━━ Data in this exercise

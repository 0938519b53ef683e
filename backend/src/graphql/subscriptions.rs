//! GraphQL subscriptions for real-time updates
//!
//! Subscriptions allow clients to receive push updates over WebSocket.

use std::sync::Arc;

use async_graphql::{Context, Subscription};
use futures::{Stream, StreamExt};
use tokio_stream::wrappers::BroadcastStream;
use tokio_stream::wrappers::errors::BroadcastStreamRecvError;

use crate::services::CatalogService;

use super::types::Work;

pub struct SubscriptionRoot;

#[Subscription]
impl SubscriptionRoot {
    /// Receive every work created after subscribing
    async fn work_created<'ctx>(&self, ctx: &Context<'ctx>) -> impl Stream<Item = Work> + 'ctx {
        let catalog = ctx.data_unchecked::<Arc<CatalogService>>().clone();
        let receiver = catalog.subscribe();

        BroadcastStream::new(receiver).filter_map(move |result| {
            let catalog = catalog.clone();
            async move {
                let event = match result {
                    Ok(event) => event,
                    Err(BroadcastStreamRecvError::Lagged(skipped)) => {
                        tracing::warn!(skipped, "workCreated subscriber lagged");
                        return None;
                    }
                };

                // The work may already be gone again
                match catalog.work(event.work_id).await {
                    Ok(record) => Some(Work::from(record)),
                    Err(e) => {
                        tracing::debug!(work_id = event.work_id, error = ?e, "Skipping workCreated event");
                        None
                    }
                }
            }
        })
    }
}
//! Connection types for paged GraphQL listings
//!
//! Works and favorites page with a numeric id cursor: `endCursor` is the id of
//! the last returned node and is passed back as `after`.
//!
//! Usage: Use the `define_connection!` macro to create type-specific connections.

use async_graphql::SimpleObject;

/// Information about pagination in a connection
#[derive(SimpleObject, Debug, Clone, Default, PartialEq, Eq)]
pub struct PageInfo {
    /// Whether another page follows this one
    pub has_next_page: bool,
    /// Id of the last node, present only when `has_next_page` is true
    pub end_cursor: Option<i64>,
}

impl PageInfo {
    pub fn of<T>(page: &crate::db::Page<T>) -> Self {
        Self {
            has_next_page: page.has_next_page,
            end_cursor: page.end_cursor,
        }
    }
}

/// Macro to define a GraphQL connection type for a specific entity
///
/// Usage:
/// ```ignore
/// define_connection!(WorkConnection, WorkEdge, Work);
/// ```
#[macro_export]
macro_rules! define_connection {
    ($conn_name:ident, $edge_name:ident, $node_type:ty) => {
        /// Edge wrapping a single node
        #[derive(async_graphql::SimpleObject, Debug, Clone)]
        pub struct $edge_name {
            /// The item at the end of the edge
            pub node: $node_type,
        }

        /// Connection containing edges and page info
        #[derive(async_graphql::SimpleObject, Debug, Clone)]
        pub struct $conn_name {
            /// The edges in this connection
            pub edges: Vec<$edge_name>,
            /// Pagination information
            pub page_info: $crate::graphql::pagination::PageInfo,
        }

        impl $conn_name {
            /// Create from a page of records
            pub fn from_page<T>(page: $crate::db::Page<T>) -> Self
            where
                $node_type: From<T>,
            {
                let page_info = $crate::graphql::pagination::PageInfo::of(&page);
                Self {
                    edges: page
                        .items
                        .into_iter()
                        .map(|item| $edge_name {
                            node: <$node_type>::from(item),
                        })
                        .collect(),
                    page_info,
                }
            }
        }
    };
}
//! GraphQL API with subscriptions for real-time updates
//!
//! Query and mutation roots are merged from per-domain objects in `queries/`
//! and `mutations/`. Every resolver reports failures with the lowercase code
//! from [`ApiError`](crate::error::ApiError) as the message and a coarse
//! `extensions.code`.

pub mod auth;
pub mod loaders;
pub mod mutations;
pub mod pagination;
pub mod queries;
pub mod routes;
mod schema;
mod subscriptions;
pub mod types;

pub use schema::{MutationRoot, QueryRoot, ShowcaseSchema, build_schema};
pub use subscriptions::SubscriptionRoot;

━━━━

** What to work on **
Return every record, word for word.

** Answer **
repository 0938519b53ef683e
filename backend/src/graphql/subscriptions.rs
//! GraphQL subscriptions for real-time updates
//!
//! Subscriptions allow clients to receive push updates over WebSocket.

use std::sync::Arc;

use async_graphql::{Context, Subscription};
use futures::{Stream, StreamExt};
use tokio_stream::wrappers::BroadcastStream;
use tokio_stream::wrappers::errors::BroadcastStreamRecvError;

use crate::services::CatalogService;

use super::types::Work;

pub struct SubscriptionRoot;

#[Subscription]
impl SubscriptionRoot {
    /// Receive every work created after subscribing
    async fn work_created<'ctx>(&self, ctx: &Context<'ctx>) -> impl Stream<Item = Work> + 'ctx {
        let catalog = ctx.data_unchecked::<Arc<CatalogService>>().clone();
        let receiver = catalog.subscribe();

        BroadcastStream::new(receiver).filter_map(move |result| {
            let catalog = catalog.clone();
            async move {
                let event = match result {
                    Ok(event) => event,
                    Err(BroadcastStreamRecvError::Lagged(skipped)) => {
                        tracing::warn!(skipped, "workCreated subscriber lagged");
                        return None;
                    }
                };

                // The work may already be gone again
                match catalog.work(event.work_id).await {
                    Ok(record) => Some(Work::from(record)),
                    Err(e) => {
                        tracing::debug!(work_id = event.work_id, error = ?e, "Skipping workCreated event");
                        None
                    }
                }
            }
        })
    }
}
//! Connection types for paged GraphQL listings
//!
//! Works and favorites page with a numeric id cursor: `endCursor` is the id of
//! the last returned node and is passed back as `after`.
//!
//! Usage: Use the `define_connection!` macro to create type-specific connections.

use async_graphql::SimpleObject;

/// Information about pagination in a connection
#[derive(SimpleObject, Debug, Clone, Default, PartialEq, Eq)]
pub struct PageInfo {
    /// Whether another page follows this one
    pub has_next_page: bool,
    /// Id of the last node, present only when `has_next_page` is true
    pub end_cursor: Option<i64>,
}

impl PageInfo {
    pub fn of<T>(page: &crate::db::Page<T>) -> Self {
        Self {
            has_next_page: page.has_next_page,
            end_cursor: page.end_cursor,
        }
    }
}

/// Macro to define a GraphQL connection type for a specific entity
///
/// Usage:
/// ```ignore
/// define_connection!(WorkConnection, WorkEdge, Work);
/// ```
#[macro_export]
macro_rules! define_connection {
    ($conn_name:ident, $edge_name:ident, $node_type:ty) => {
        /// Edge wrapping a single node
        #[derive(async_graphql::SimpleObject, Debug, Clone)]
        pub struct $edge_name {
            /// The item at the end of the edge
            pub node: $node_type,
        }

        /// Connection containing edges and page info
        #[derive(async_graphql::SimpleObject, Debug, Clone)]
        pub struct $conn_name {
            /// The edges in this connection
            pub edges: Vec<$edge_name>,
            /// Pagination information
            pub page_info: $crate::graphql::pagination::PageInfo,
        }

        impl $conn_name {
            /// Create from a page of records
            pub fn from_page<T>(page: $crate::db::Page<T>) -> Self
            where
                $node_type: From<T>,
            {
                let page_info = $crate::graphql::pagination::PageInfo::of(&page);
                Self {
                    edges: page
                        .items
                        .into_iter()
                        .map(|item| $edge_name {
                            node: <$node_type>::from(item),
                        })
                        .collect(),
                    page_info,
                }
            }
        }
    };
}
//! GraphQL API with subscriptions for real-time updates
//!
//! Query and mutation roots are merged from per-domain objects in `queries/`
//! and `mutations/`. Every resolver reports failures with the lowercase code
//! from [`ApiError`](crate::error::ApiError) as the message and a coarse
//! `extensions.code`.

pub mod auth;
pub mod loaders;
pub mod mutations;
pub mod pagination;
pub mod queries;
pub mod routes;
mod schema;
mod subscriptions;
pub mod types;

pub use schema::{MutationRoot, QueryRoot, ShowcaseSchema, build_schema};
pub use subscriptions::SubscriptionRoot;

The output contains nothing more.